use glasspane_core::config;

/// ANSI escape helpers for doctor output.
const OK: &str = "\x1b[32m[ok]\x1b[0m";
const WARN: &str = "\x1b[33m[warn]\x1b[0m";
const FAIL: &str = "\x1b[31m[fail]\x1b[0m";

pub fn execute() -> i32 {
    println!();
    let mut healthy = check_config_file();
    healthy &= check_log_path();
    healthy &= check_desktop();
    println!();
    if healthy { 0 } else { 1 }
}

fn check_config_file() -> bool {
    let Some(path) = config::config_path() else {
        println!("  {FAIL} Could not determine config path");
        return false;
    };
    if !path.exists() {
        println!("  {WARN} config.toml not found (using defaults)");
        return true;
    }
    match config::try_load() {
        Ok(c) => {
            println!(
                "  {OK} config.toml is valid (\"{}\", {} Hz, sync interval {})",
                c.overlay.title, c.overlay.refresh_rate, c.overlay.sync_interval
            );
            true
        }
        Err(e) => {
            println!("  {FAIL} config.toml: {e}");
            false
        }
    }
}

fn check_log_path() -> bool {
    let config = config::load();
    if !config.logging.enabled {
        println!("  {OK} File logging disabled");
        return true;
    }
    match glasspane_core::log::log_path() {
        Some(path) => {
            println!("  {OK} Logging at {} to {}", config.logging.level, path.display());
            true
        }
        None => {
            println!("  {FAIL} Could not determine log path");
            false
        }
    }
}

#[cfg(windows)]
fn check_desktop() -> bool {
    if config::load().overlay.dpi_aware {
        glasspane_windows::enable_dpi_awareness();
    }
    match glasspane_windows::monitor::desktop_size() {
        Ok(size) => {
            println!("  {OK} Desktop is {}x{}", size.width, size.height);
            true
        }
        Err(e) => {
            println!("  {FAIL} Could not query desktop size: {e}");
            false
        }
    }
}

#[cfg(not(windows))]
fn check_desktop() -> bool {
    println!("  {WARN} Overlay requires Windows; display checks skipped");
    true
}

+--

Work to complete: This exercise needs each record retyped exactly as shown.

Solution below:
use glasspane_core::config;

/// ANSI escape helpers for doctor output.
const OK: &str = "\x1b[32m[ok]\x1b[0m";
const WARN: &str = "\x1b[33m[warn]\x1b[0m";
const FAIL: &str = "\x1b[31m[fail]\x1b[0m";

pub fn execute() -> i32 {
    println!();
    let mut healthy = check_config_file();
    healthy &= check_log_path();
    healthy &= check_desktop();
    println!();
    if healthy { 0 } else { 1 }
}

fn check_config_file() -> bool {
    let Some(path) = config::config_path() else {
        println!("  {FAIL} Could not determine config path");
        return false;
    };
    if !path.exists() {
        println!("  {WARN} config.toml not found (using defaults)");
        return true;
    }
    match config::try_load() {
        Ok(c) => {
            println!(
                "  {OK} config.toml is valid (\"{}\", {} Hz, sync interval {})",
                c.overlay.title, c.overlay.refresh_rate, c.overlay.sync_interval
            );
            true
        }
        Err(e) => {
            println!("  {FAIL} config.toml: {e}");
            false
        }
    }
}

fn check_log_path() -> bool {
    let config = config::load();
    if !config.logging.enabled {
        println!("  {OK} File logging disabled");
        return true;
    }
    match glasspane_core::log::log_path() {
        Some(path) => {
            println!("  {OK} Logging at {} to {}", config.logging.level, path.display());
            true
        }
        None => {
            println!("  {FAIL} Could not determine log path");
            false
        }
    }
}

#[cfg(windows)]
fn check_desktop() -> bool {
    if config::load().overlay.dpi_aware {
        glasspane_windows::enable_dpi_awareness();
    }
    match glasspane_windows::monitor::desktop_size() {
        Ok(size) => {
            println!("  {OK} Desktop is {}x{}", size.width, size.height);
            true
        }
        Err(e) => {
            println!("  {FAIL} Could not query desktop size: {e}");
            false
        }
    }
}

#[cfg(not(windows))]
fn check_desktop() -> bool {
    println!("  {WARN} Overlay requires Windows; display checks skipped");
    true
}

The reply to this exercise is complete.